### What you are asked to do
Go through the entries below. Copy out every line that contains "LLAVE".

---------- Data for this exercise

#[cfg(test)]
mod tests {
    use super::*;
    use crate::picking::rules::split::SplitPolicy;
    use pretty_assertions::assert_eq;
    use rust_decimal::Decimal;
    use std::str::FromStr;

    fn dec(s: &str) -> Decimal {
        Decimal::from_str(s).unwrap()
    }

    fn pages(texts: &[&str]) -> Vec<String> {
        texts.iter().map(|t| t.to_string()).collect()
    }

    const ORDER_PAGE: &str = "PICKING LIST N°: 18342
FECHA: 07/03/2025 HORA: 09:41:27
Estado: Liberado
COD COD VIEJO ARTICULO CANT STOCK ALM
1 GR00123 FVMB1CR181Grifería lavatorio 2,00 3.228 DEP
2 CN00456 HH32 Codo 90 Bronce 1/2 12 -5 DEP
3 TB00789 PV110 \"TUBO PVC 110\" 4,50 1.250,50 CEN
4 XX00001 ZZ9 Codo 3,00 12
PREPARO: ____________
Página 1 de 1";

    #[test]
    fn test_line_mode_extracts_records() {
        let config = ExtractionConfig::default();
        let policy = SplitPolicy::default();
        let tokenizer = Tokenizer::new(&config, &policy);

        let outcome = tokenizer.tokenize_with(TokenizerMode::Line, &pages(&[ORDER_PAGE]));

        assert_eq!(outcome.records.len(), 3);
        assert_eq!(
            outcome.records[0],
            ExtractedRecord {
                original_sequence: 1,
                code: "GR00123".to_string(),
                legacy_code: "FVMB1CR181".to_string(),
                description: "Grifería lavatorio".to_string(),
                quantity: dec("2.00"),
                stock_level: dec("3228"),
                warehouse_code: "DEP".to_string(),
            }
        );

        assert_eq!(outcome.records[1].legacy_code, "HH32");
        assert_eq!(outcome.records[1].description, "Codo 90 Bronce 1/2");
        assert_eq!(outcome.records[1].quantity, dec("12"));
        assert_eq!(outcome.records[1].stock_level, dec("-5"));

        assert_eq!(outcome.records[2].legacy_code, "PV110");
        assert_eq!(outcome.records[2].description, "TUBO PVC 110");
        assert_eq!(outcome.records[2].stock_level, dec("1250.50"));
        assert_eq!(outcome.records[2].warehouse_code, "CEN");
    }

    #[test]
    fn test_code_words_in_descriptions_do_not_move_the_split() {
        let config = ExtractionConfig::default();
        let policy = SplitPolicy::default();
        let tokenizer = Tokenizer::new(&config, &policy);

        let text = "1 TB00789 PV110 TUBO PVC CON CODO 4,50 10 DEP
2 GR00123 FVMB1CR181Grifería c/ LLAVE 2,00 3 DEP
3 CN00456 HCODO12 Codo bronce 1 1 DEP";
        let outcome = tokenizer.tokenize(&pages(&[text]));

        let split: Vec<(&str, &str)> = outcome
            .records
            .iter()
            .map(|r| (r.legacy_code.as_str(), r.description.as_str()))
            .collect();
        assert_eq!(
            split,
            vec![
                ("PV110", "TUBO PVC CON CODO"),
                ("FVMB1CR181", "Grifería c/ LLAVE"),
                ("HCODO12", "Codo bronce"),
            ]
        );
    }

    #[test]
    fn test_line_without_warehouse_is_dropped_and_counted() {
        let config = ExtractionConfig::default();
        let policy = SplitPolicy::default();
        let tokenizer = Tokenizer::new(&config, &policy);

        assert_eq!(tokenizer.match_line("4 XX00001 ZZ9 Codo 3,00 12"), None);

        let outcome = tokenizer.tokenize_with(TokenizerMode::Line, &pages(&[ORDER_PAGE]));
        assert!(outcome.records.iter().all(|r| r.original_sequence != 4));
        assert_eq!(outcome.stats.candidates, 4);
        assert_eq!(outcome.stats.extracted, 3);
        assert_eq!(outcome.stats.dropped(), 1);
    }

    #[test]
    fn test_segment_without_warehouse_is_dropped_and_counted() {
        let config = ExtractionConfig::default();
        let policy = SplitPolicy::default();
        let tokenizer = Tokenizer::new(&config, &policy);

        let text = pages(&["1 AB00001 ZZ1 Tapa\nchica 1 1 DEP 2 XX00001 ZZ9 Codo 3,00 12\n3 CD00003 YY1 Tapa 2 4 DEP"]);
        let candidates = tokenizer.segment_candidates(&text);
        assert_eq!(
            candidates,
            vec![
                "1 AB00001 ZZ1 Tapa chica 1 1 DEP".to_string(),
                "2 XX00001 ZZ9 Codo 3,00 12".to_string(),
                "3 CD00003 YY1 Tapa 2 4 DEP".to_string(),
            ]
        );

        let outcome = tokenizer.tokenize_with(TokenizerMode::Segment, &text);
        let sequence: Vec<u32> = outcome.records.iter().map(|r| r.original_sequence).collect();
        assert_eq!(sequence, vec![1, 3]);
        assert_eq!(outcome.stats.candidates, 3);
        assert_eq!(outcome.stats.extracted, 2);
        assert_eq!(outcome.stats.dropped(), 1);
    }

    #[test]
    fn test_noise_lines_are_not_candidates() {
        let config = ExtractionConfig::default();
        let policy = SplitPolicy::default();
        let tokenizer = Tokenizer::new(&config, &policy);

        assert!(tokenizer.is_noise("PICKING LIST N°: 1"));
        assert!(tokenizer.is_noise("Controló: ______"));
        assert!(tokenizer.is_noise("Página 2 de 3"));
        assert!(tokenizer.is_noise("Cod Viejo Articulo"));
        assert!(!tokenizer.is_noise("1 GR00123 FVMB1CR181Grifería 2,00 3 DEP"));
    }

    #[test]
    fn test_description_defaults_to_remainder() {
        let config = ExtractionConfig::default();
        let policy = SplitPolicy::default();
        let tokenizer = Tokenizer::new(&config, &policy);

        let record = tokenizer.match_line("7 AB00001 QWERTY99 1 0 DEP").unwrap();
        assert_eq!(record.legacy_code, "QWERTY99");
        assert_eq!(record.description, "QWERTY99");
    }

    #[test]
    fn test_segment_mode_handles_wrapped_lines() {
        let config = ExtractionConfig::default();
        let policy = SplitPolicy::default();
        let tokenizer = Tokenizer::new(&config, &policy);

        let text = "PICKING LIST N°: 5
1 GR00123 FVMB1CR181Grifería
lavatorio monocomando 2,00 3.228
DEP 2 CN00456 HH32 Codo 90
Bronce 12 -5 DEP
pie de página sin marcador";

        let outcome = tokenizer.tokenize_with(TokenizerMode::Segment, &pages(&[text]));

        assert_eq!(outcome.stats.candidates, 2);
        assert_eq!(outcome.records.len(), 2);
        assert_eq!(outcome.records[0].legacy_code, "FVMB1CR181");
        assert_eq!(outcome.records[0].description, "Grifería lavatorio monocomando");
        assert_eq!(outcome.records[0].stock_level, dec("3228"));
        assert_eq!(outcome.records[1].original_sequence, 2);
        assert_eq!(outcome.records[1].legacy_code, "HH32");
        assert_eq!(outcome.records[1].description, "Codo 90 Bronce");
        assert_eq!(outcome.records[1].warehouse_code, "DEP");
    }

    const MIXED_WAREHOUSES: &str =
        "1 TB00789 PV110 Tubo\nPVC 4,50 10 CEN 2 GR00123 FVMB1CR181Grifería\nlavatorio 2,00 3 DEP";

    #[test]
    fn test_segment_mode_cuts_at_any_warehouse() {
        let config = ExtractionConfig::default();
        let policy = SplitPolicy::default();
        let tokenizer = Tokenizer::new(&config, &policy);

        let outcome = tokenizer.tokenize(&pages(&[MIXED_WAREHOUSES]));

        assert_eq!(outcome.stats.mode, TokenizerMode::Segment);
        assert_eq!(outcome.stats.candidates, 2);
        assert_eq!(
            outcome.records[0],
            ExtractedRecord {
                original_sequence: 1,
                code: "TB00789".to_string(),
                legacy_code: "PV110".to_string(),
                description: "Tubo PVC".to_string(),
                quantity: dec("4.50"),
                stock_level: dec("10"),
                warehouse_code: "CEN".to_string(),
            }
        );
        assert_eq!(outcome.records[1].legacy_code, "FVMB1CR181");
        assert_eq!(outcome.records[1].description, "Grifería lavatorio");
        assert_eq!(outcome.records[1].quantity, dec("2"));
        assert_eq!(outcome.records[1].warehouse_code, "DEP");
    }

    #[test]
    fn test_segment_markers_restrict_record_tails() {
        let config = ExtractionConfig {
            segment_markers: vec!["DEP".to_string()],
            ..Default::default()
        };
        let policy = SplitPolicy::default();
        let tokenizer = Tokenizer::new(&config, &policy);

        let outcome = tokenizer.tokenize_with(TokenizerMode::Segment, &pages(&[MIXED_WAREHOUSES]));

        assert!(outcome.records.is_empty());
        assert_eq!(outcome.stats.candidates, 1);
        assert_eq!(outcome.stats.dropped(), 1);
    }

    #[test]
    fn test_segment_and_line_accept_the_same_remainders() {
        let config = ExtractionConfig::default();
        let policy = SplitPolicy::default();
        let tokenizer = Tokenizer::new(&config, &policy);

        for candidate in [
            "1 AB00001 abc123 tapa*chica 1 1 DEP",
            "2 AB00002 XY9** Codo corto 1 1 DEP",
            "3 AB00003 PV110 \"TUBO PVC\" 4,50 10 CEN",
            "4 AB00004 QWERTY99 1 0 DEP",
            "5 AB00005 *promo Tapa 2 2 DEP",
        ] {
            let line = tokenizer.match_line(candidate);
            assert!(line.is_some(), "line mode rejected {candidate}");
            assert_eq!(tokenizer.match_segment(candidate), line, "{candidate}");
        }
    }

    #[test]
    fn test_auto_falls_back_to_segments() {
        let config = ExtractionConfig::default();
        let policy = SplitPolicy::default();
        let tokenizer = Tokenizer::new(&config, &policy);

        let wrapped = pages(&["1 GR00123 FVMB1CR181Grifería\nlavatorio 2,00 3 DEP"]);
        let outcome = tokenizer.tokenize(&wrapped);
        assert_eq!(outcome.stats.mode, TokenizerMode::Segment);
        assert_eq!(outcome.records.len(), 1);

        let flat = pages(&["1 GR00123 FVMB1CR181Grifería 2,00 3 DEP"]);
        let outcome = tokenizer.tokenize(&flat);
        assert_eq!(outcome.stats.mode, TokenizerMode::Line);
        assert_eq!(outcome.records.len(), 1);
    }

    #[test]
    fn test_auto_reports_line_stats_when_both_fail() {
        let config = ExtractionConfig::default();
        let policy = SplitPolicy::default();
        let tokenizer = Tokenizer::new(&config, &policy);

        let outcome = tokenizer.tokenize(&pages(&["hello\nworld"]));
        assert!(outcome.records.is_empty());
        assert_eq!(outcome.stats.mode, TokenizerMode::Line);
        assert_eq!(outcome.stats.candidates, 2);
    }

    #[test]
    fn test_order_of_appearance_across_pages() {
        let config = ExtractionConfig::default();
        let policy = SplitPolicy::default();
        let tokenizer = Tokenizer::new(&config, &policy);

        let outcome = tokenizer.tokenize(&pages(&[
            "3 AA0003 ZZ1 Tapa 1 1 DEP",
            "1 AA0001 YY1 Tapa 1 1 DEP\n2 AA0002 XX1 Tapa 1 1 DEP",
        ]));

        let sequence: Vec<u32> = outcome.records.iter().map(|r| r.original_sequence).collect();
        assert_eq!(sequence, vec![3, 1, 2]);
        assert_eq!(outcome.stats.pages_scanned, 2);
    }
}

--------------------

### Output for this exercise
2 GR00123 FVMB1CR181Grifería c/ LLAVE 2,00 3 DEP
                ("FVMB1CR181", "Grifería c/ LLAVE"),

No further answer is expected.